In this post use of “article” should be taken to refer to “The Atlantic’s” piece.

Vulnerabilities:

TL;DR Given these, I’m highly skeptical of humanity’s ability to avoid a software catastrophe as so many of these limitations seem tied to the natural hardware limits of our savannah-striding hunting and gathering optimized hardware.

Given these flaws we are unlikely to deal well with climate change, overpopulation, water scarcity, nuclear weapons management, biological weapons management or malevolent strong AI. I’m pretty bearish on our species. As such, the only reasonable stance is, in my opinion, Camusian existentialism.

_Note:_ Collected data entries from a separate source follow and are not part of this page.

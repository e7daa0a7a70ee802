//! Sign-out.

use std::sync::Arc;

use axum::extract::State;
use axum::response::{Redirect, Response};
use axum_extra::extract::CookieJar;

use peoplehub_auth::Navigation;

use crate::handlers::with_session_cookies;
use crate::state::GatewayState;

/// `GET /logout` and `POST /logout`
///
/// Expires the session cookie and sends the visitor to the login page.
/// Works with or without a current session.
pub async fn logout(State(state): State<Arc<GatewayState>>, jar: CookieJar) -> Response {
    let (session, _) = state.session_for(&jar);
    let mut navigations = session.navigations();
    session.logout();

    let target = match navigations.try_recv() {
        Ok(Navigation::Login(path)) => path,
        _ => state.guard.login_path().to_string(),
    };
    tracing::info!("User signed out");
    with_session_cookies(&session, Redirect::to(&target))
}
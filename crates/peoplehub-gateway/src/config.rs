//! Gateway configuration types.

use std::time::Duration;

use serde::Deserialize;

use peoplehub_auth::AuthConfig;

/// Configuration for the gateway service.
#[derive(Debug, Clone, Deserialize)]
pub struct GatewayConfig {
    /// Listen address (e.g., "0.0.0.0:3000").
    #[serde(default = "GatewayConfig::default_listen_addr")]
    pub listen_addr: String,

    /// Path of the login page; guarded pages redirect here.
    #[serde(default = "GatewayConfig::default_login_path")]
    pub login_path: String,

    /// Page paths served without a session. The login page is always included.
    #[serde(default = "GatewayConfig::default_public_paths")]
    pub public_paths: Vec<String>,

    /// Maximum request body size in bytes.
    #[serde(default = "GatewayConfig::default_max_body")]
    pub max_body_bytes: usize,

    /// Request timeout in seconds.
    #[serde(default = "GatewayConfig::default_request_timeout")]
    pub request_timeout_seconds: u64,

    /// How often the monitoring dashboard reloads itself, in seconds.
    /// Zero disables the reload.
    #[serde(default = "GatewayConfig::default_monitoring_refresh")]
    pub monitoring_refresh_seconds: u64,

    /// Backend API settings.
    #[serde(default)]
    pub auth: AuthConfig,
}

impl GatewayConfig {
    fn default_listen_addr() -> String {
        "0.0.0.0:3000".to_string()
    }

    fn default_login_path() -> String {
        "/login".to_string()
    }

    fn default_public_paths() -> Vec<String> {
        vec!["/login".to_string()]
    }

    const fn default_max_body() -> usize {
        64 * 1024
    }

    const fn default_request_timeout() -> u64 {
        30
    }

    const fn default_monitoring_refresh() -> u64 {
        30
    }

    /// Get the request timeout as a `Duration`.
    #[must_use]
    pub fn request_timeout(&self) -> Duration {
        Duration::from_secs(self.request_timeout_seconds)
    }
}

impl Default for GatewayConfig {
    fn default() -> Self {
        Self {
            listen_addr: Self::default_listen_addr(),
            login_path: Self::default_login_path(),
            public_paths: Self::default_public_paths(),
            max_body_bytes: Self::default_max_body(),
            request_timeout_seconds: Self::default_request_timeout(),
            monitoring_refresh_seconds: Self::default_monitoring_refresh(),
            auth: AuthConfig::default(),
        }
    }
}
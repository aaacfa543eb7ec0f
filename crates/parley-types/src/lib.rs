//! Shared wire types: REST DTOs, the response envelope, JWT claims and
//! gateway events/commands.

pub mod api;
pub mod events;
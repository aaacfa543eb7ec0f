use axum::{
    Extension, Json,
    extract::{Path, State},
    http::StatusCode,
    response::Response,
};
use tracing::error;

use parley_chat::ChatError;
use parley_types::api::{ApiResponse, Claims, MessageDto, SendMessageRequest};

use crate::auth::AppState;
use crate::response::{envelope, failure};

/// Accept a message. The pipeline stamps delivery/toxicity flags and
/// persists; this handler only translates between JSON and the pipeline.
pub async fn send_message(
    State(state): State<AppState>,
    Extension(_claims): Extension<Claims>,
    Json(req): Json<SendMessageRequest>,
) -> Result<Response, StatusCode> {
    // Run blocking pipeline work off the async runtime
    let app = state.clone();
    let message = tokio::task::spawn_blocking(move || {
        app.pipeline
            .send_message(req.sender_id, req.receiver_id, req.content)
    })
    .await
    .map_err(|e| {
        error!("spawn_blocking join error: {}", e);
        StatusCode::INTERNAL_SERVER_ERROR
    })?
    .map_err(|_| StatusCode::INTERNAL_SERVER_ERROR)?;

    Ok(envelope(
        StatusCode::OK,
        ApiResponse::ok("Message sent successfully", MessageDto::from(message)),
    ))
}

/// All messages addressed to a receiver. An empty inbox is a success with
/// an empty list, not an error.
pub async fn get_messages_by_receiver(
    State(state): State<AppState>,
    Path(id): Path<i64>,
    Extension(_claims): Extension<Claims>,
) -> Result<Response, StatusCode> {
    let app = state.clone();
    let messages = tokio::task::spawn_blocking(move || app.pipeline.messages_for_receiver(id))
        .await
        .map_err(|e| {
            error!("spawn_blocking join error: {}", e);
            StatusCode::INTERNAL_SERVER_ERROR
        })?
        .map_err(|_| StatusCode::INTERNAL_SERVER_ERROR)?;

    let dtos: Vec<MessageDto> = messages.into_iter().map(MessageDto::from).collect();

    Ok(envelope(
        StatusCode::OK,
        ApiResponse::ok("Messages retrieved successfully", dtos),
    ))
}

pub async fn mark_read(
    State(state): State<AppState>,
    Path(id): Path<i64>,
    Extension(_claims): Extension<Claims>,
) -> Result<Response, StatusCode> {
    let app = state.clone();
    let result = tokio::task::spawn_blocking(move || app.pipeline.mark_read(id))
        .await
        .map_err(|e| {
            error!("spawn_blocking join error: {}", e);
            StatusCode::INTERNAL_SERVER_ERROR
        })?;

    match result {
        Ok(message) => Ok(envelope(
            StatusCode::OK,
            ApiResponse::ok("Message marked as read", MessageDto::from(message)),
        )),
        Err(ChatError::NotFound) => Ok(failure(StatusCode::NOT_FOUND, "Message not found")),
        Err(ChatError::Store(e)) => {
            error!("store error on mark_read({}): {}", id, e);
            Err(StatusCode::INTERNAL_SERVER_ERROR)
        }
    }
}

Vulnerability Class: “Bug”

Photo of the first bug ever found

In the article’s opening horror story, phone calls to 911 in the entirety of Washington State were given the busy signal. The error: programmers coded in a simple space constraint to the number of 911 calls that could be placed. When this number was reached, no new calls could be allocated and thus 911 was “down.” While such a limit might sound inherently stupid to a layperson (“Why would you code such a thing?”), there are always limits that software has to negotiate in order to work within hardware and even cost parameters and it’s up to humans: Elevator-farting, “why did I come in this room again,” name-of- daughters’-friend’s-mom-forgetting, humans to make those calls.

Sometimes we simply get it wrong. We don’t hit the brakes early enough, we think we can make it home before the rain starts, we forget dental appointments. We just make mistakes. It’s the most banal, but also the most common.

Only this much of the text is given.